As a specific situation, in the process that the two robots respectively approach to two sides of the passage to walk close to the passage, if one of the robots encounters a temporary obstacle, the robot stops temporarily, and does not avoid the obstacle temporarily, and the obstacle avoidance walking mode is started until the other robot completely passes through the control area. As shown in fig. 21, if the robot a encounters a temporary obstacle, the vehicle stops temporarily, and then avoids the obstacle to travel after the robot B completely passes through the control area, so as to avoid collision due to narrow passage.

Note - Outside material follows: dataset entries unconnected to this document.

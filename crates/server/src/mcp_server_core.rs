//! McpServerCore - JSON-RPC dispatch for an MCP server

use crate::registry::{PromptHandler, StaticResource, ToolHandler};
use serde::de::DeserializeOwned;
use serde_json::Value;
use shared::{
    negotiate_version, CallToolParams, CallToolResult, GetPromptParams, Implementation, InitializeParams,
    InitializeResult, JsonRpcRequest, JsonRpcResponse, ListChanged, ListPromptsResult, ListResourcesResult,
    ListToolsResult, McpError, ReadResourceParams, ReadResourceResult, ResourcesCapability, Result,
    ServerCapabilities,
};
use std::sync::Arc;
use tracing::{debug, info, warn};

/// McpServerCore - holds the registries and answers protocol requests
pub struct McpServerCore {
    /// Server name and version reported on initialize
    info: Implementation,
    /// Optional usage instructions for clients
    instructions: Option<String>,
    /// Registered tools, in registration order
    tools: Vec<Arc<dyn ToolHandler>>,
    /// Registered resources, in registration order
    resources: Vec<StaticResource>,
    /// Registered prompts, in registration order
    prompts: Vec<Arc<dyn PromptHandler>>,
}

impl McpServerCore {
    /// Create a new McpServerCore
    pub fn new(name: impl Into<String>, version: impl Into<String>) -> Self {
        Self {
            info: Implementation::new(name, version),
            instructions: None,
            tools: Vec::new(),
            resources: Vec::new(),
            prompts: Vec::new(),
        }
    }

    /// Builder: set instructions
    pub fn with_instructions(mut self, instructions: impl Into<String>) -> Self {
        self.instructions = Some(instructions.into());
        self
    }

    /// Register a tool, replacing any tool with the same name
    pub fn register_tool(&mut self, tool: impl ToolHandler + 'static) {
        let name = tool.definition().name;
        self.tools.retain(|t| t.definition().name != name);
        self.tools.push(Arc::new(tool));
    }

    /// Register a resource, replacing any resource with the same URI
    pub fn register_resource(&mut self, resource: StaticResource) {
        self.resources.retain(|r| r.resource.uri != resource.resource.uri);
        self.resources.push(resource);
    }

    /// Register a prompt, replacing any prompt with the same name
    pub fn register_prompt(&mut self, prompt: impl PromptHandler + 'static) {
        let name = prompt.definition().name;
        self.prompts.retain(|p| p.definition().name != name);
        self.prompts.push(Arc::new(prompt));
    }

    /// Server name and version
    pub fn info(&self) -> &Implementation {
        &self.info
    }

    /// Capabilities derived from what is registered
    pub fn capabilities(&self) -> ServerCapabilities {
        ServerCapabilities {
            tools: (!self.tools.is_empty()).then(ListChanged::default),
            resources: (!self.resources.is_empty()).then(ResourcesCapability::default),
            prompts: (!self.prompts.is_empty()).then(ListChanged::default),
        }
    }

    /// Names of registered tools
    pub fn tool_names(&self) -> Vec<String> {
        self.tools.iter().map(|t| t.definition().name).collect()
    }

    /// Handle one request. Notifications produce no response.
    pub async fn handle(&self, request: JsonRpcRequest) -> Option<JsonRpcResponse> {
        let Some(id) = request.id.clone() else {
            debug!(method = %request.method, "notification received");
            return None;
        };

        let params = request.params.unwrap_or(Value::Null);
        match self.dispatch(&request.method, params).await {
            Ok(result) => Some(JsonRpcResponse::success(id, result)),
            Err(err) => {
                warn!(method = %request.method, error = %err, "request failed");
                Some(JsonRpcResponse::failure(Some(id), err.to_rpc_error()))
            }
        }
    }

    async fn dispatch(&self, method: &str, params: Value) -> Result<Value> {
        match method {
            "initialize" => self.initialize(params),
            "ping" => Ok(serde_json::json!({})),
            "tools/list" => to_value(ListToolsResult {
                tools: self.tools.iter().map(|t| t.definition()).collect(),
                next_cursor: None,
            }),
            "tools/call" => self.call_tool(params).await,
            "resources/list" => to_value(ListResourcesResult {
                resources: self.resources.iter().map(|r| r.resource.clone()).collect(),
                next_cursor: None,
            }),
            "resources/read" => self.read_resource(params),
            "prompts/list" => to_value(ListPromptsResult {
                prompts: self.prompts.iter().map(|p| p.definition()).collect(),
                next_cursor: None,
            }),
            "prompts/get" => self.get_prompt(params),
            other => Err(McpError::Protocol {
                code: shared::error_codes::METHOD_NOT_FOUND,
                message: format!("Method not found: {}", other),
            }),
        }
    }

    fn initialize(&self, params: Value) -> Result<Value> {
        let params: InitializeParams = parse_params(params)?;
        info!(
            client = %params.client_info.name,
            client_version = %params.client_info.version,
            requested = %params.protocol_version,
            "client initializing"
        );

        to_value(InitializeResult {
            protocol_version: negotiate_version(&params.protocol_version).to_string(),
            capabilities: self.capabilities(),
            server_info: self.info.clone(),
            instructions: self.instructions.clone(),
        })
    }

    async fn call_tool(&self, params: Value) -> Result<Value> {
        let params: CallToolParams = parse_params(params)?;
        let tool = self
            .tools
            .iter()
            .find(|t| t.definition().name == params.name)
            .ok_or_else(|| McpError::ToolNotFound(params.name.clone()))?;

        info!(tool = %params.name, "calling tool");
        let result = match tool.call(params.arguments.unwrap_or(Value::Null)).await {
            Ok(result) => result,
            Err(err @ McpError::InvalidParams(_)) => return Err(err),
            Err(err) => {
                warn!(tool = %params.name, error = %err, "tool failed");
                CallToolResult::error(err.to_string())
            }
        };
        to_value(result)
    }

    fn read_resource(&self, params: Value) -> Result<Value> {
        let params: ReadResourceParams = parse_params(params)?;
        let resource = self
            .resources
            .iter()
            .find(|r| r.resource.uri == params.uri)
            .ok_or_else(|| McpError::ResourceNotFound(params.uri.clone()))?;

        to_value(ReadResourceResult {
            contents: vec![resource.contents()],
        })
    }

    fn get_prompt(&self, params: Value) -> Result<Value> {
        let params: GetPromptParams = parse_params(params)?;
        let prompt = self
            .prompts
            .iter()
            .find(|p| p.definition().name == params.name)
            .ok_or_else(|| McpError::PromptNotFound(params.name.clone()))?;

        to_value(prompt.render(&params.arguments)?)
    }
}

impl std::fmt::Debug for McpServerCore {
    fn fmt(&self, f: &mut std::fmt::Formatter<'_>) -> std::fmt::Result {
        f.debug_struct("McpServerCore")
            .field("info", &self.info)
            .field("tools", &self.tool_names())
            .field("resources", &self.resources.len())
            .field("prompts", &self.prompts.len())
            .finish()
    }
}

fn parse_params<T: DeserializeOwned>(params: Value) -> Result<T> {
    serde_json::from_value(params).map_err(|e| McpError::InvalidParams(e.to_string()))
}

fn to_value<T: serde::Serialize>(value: T) -> Result<Value> {
    Ok(serde_json::to_value(value)?)
}
//! # Workshop Weather
//!
//! MCP server exposing US National Weather Service lookups.

mod nws;
mod reference;
mod tools;

pub use nws::{NwsClient, NWS_API_BASE, NWS_USER_AGENT};
pub use reference::{api_coverage, unit_conversions, ReportType, WeatherByLocation, CONVERSIONS_URI, COVERAGE_URI};
pub use tools::{format_observation, format_periods, Coordinates, CurrentWeatherTool, ForecastTool};

use server::McpServerCore;
use shared::Result;
use std::sync::Arc;

pub const SERVER_NAME: &str = "Simple MCP Server-US Weather Service";
pub const DEFAULT_PORT: u16 = 8000;

/// Settings for the weather server
#[derive(Debug, Clone)]
pub struct WeatherSettings {
    /// NWS API base URL
    pub base_url: String,
}

impl Default for WeatherSettings {
    fn default() -> Self {
        Self {
            base_url: NWS_API_BASE.to_string(),
        }
    }
}

/// Build the weather MCP server
pub fn weather_server(settings: &WeatherSettings) -> Result<McpServerCore> {
    let nws = Arc::new(NwsClient::new(&settings.base_url)?);

    let mut core = McpServerCore::new(SERVER_NAME, env!("CARGO_PKG_VERSION")).with_instructions(
        "Weather lookups for US coordinates via the National Weather Service. \
         Convert place names to latitude/longitude before calling the tools.",
    );
    core.register_tool(ForecastTool::new(nws.clone()));
    core.register_tool(CurrentWeatherTool::new(nws));
    core.register_resource(unit_conversions());
    core.register_resource(api_coverage());
    core.register_prompt(WeatherByLocation);

    Ok(core)
}
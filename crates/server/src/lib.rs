//! # Workshop Server
//!
//! MCP server core: tool/resource/prompt registries, JSON-RPC dispatch and
//! the streamable HTTP transport.

mod http;
mod mcp_server_core;
mod registry;
mod session;

pub use http::{router, serve, serve_on, ServeOptions, SESSION_HEADER};
pub use mcp_server_core::McpServerCore;
pub use registry::{parse_arguments, required_argument, PromptHandler, StaticResource, ToolHandler};
pub use session::{Session, SessionStore, DEFAULT_IDLE_TIMEOUT};
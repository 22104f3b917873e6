//! MCP server tools exposed to the agent

use super::{AgentTool, ToolOutcome, ToolSpec};
use crate::message::ToolStatus;
use async_trait::async_trait;
use gateway::HttpRouter;
use serde_json::Value;
use shared::{ContentBlock, ToolInfo};
use std::sync::Arc;

/// One upstream MCP tool, called through the shared router under its prefixed name
pub struct McpToolAdapter {
    router: Arc<HttpRouter>,
    info: ToolInfo,
}

impl McpToolAdapter {
    pub fn new(router: Arc<HttpRouter>, info: ToolInfo) -> Self {
        Self { router, info }
    }

    /// An adapter for every tool the router currently knows
    pub fn all(router: &Arc<HttpRouter>) -> Vec<Self> {
        router
            .get_all_tools()
            .into_iter()
            .map(|info| Self::new(Arc::clone(router), info))
            .collect()
    }

    pub fn info(&self) -> &ToolInfo {
        &self.info
    }
}

#[async_trait]
impl AgentTool for McpToolAdapter {
    fn spec(&self) -> ToolSpec {
        ToolSpec::new(
            self.info.prefixed_name.clone(),
            self.info.tool.description.clone().unwrap_or_default(),
            self.info.tool.input_schema.clone(),
        )
    }

    async fn invoke(&self, input: Value) -> ToolOutcome {
        match self.router.call_tool(&self.info.prefixed_name, input).await {
            Ok(result) => ToolOutcome {
                status: if result.is_error {
                    ToolStatus::Error
                } else {
                    ToolStatus::Success
                },
                content: result.content.iter().map(ContentBlock::render).collect(),
            },
            Err(e) => ToolOutcome::error(e.to_string()),
        }
    }
}
//! Workshop CLI library: subcommands and the chat REPL

pub mod commands;
pub mod interactive;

As an embodiment, the method for determining whether the regulated area satisfies that two robots walk side by side without triggering a safety distance alarm is as follows (see fig. 22):

the two robots are respectively a robot M and a robot N, the minimum channel width of a control area is d, the width of the robot M is x1, the width of the robot N is x2, the safe distance of the robot M walking close to the side is y1, the safe distance of the robot N walking close to the side is y2, and the safe distance of the robot M walking side by side with the robot N is y 3. When d is larger than x1+ x2+ y1+ y2+ y3, the control area is considered to be a double lane, the robot M and the robot N walk side by side and safety distance alarm is not triggered; if not, the condition is not satisfied. The robots of different types have different sizes, different widths and different safe distances for walking beside, and the safe distances for walking side by side of the robots of different types are different and can be preset according to the specific types of the robots.

Further, the method for calculating the minimum channel width d of the regulated area may specifically be: the distance between a straight line perpendicular to the driving direction in a certain channel and the intersection points of the two sides of the channel is the width of the channel; the minimum value of the channel widths at each position in the control area is the minimum channel width d of the control area. In the present invention, the minimum channel width of the regulated area must allow passage of either type of single robot.

The method for calculating the channel width D at each position in the controlled area may specifically be: the distance between the straight line perpendicular to the driving direction in a certain channel and the intersection point of the two sides of the channel is the channel width D of the channel. As shown in fig. 22, the smallest value among the channel widths D1, D2, and D3 … … at the positions in the regulated area is the smallest channel width D of the regulated area. The channel width D of each position in the control area is measured in advance and stored in the background of the dispatching system, and can be obtained by detecting the surveying robot in advance, particularly the minimum channel width D data in the control area is an important basis for dispatching the multi-robot walking in the control area by the background of the dispatching system.

The above detailed description is specific to possible embodiments of the present invention, and the embodiments are not intended to limit the scope of the present invention, and all equivalent implementations or modifications that do not depart from the scope of the present invention are intended to be included within the scope of the present invention.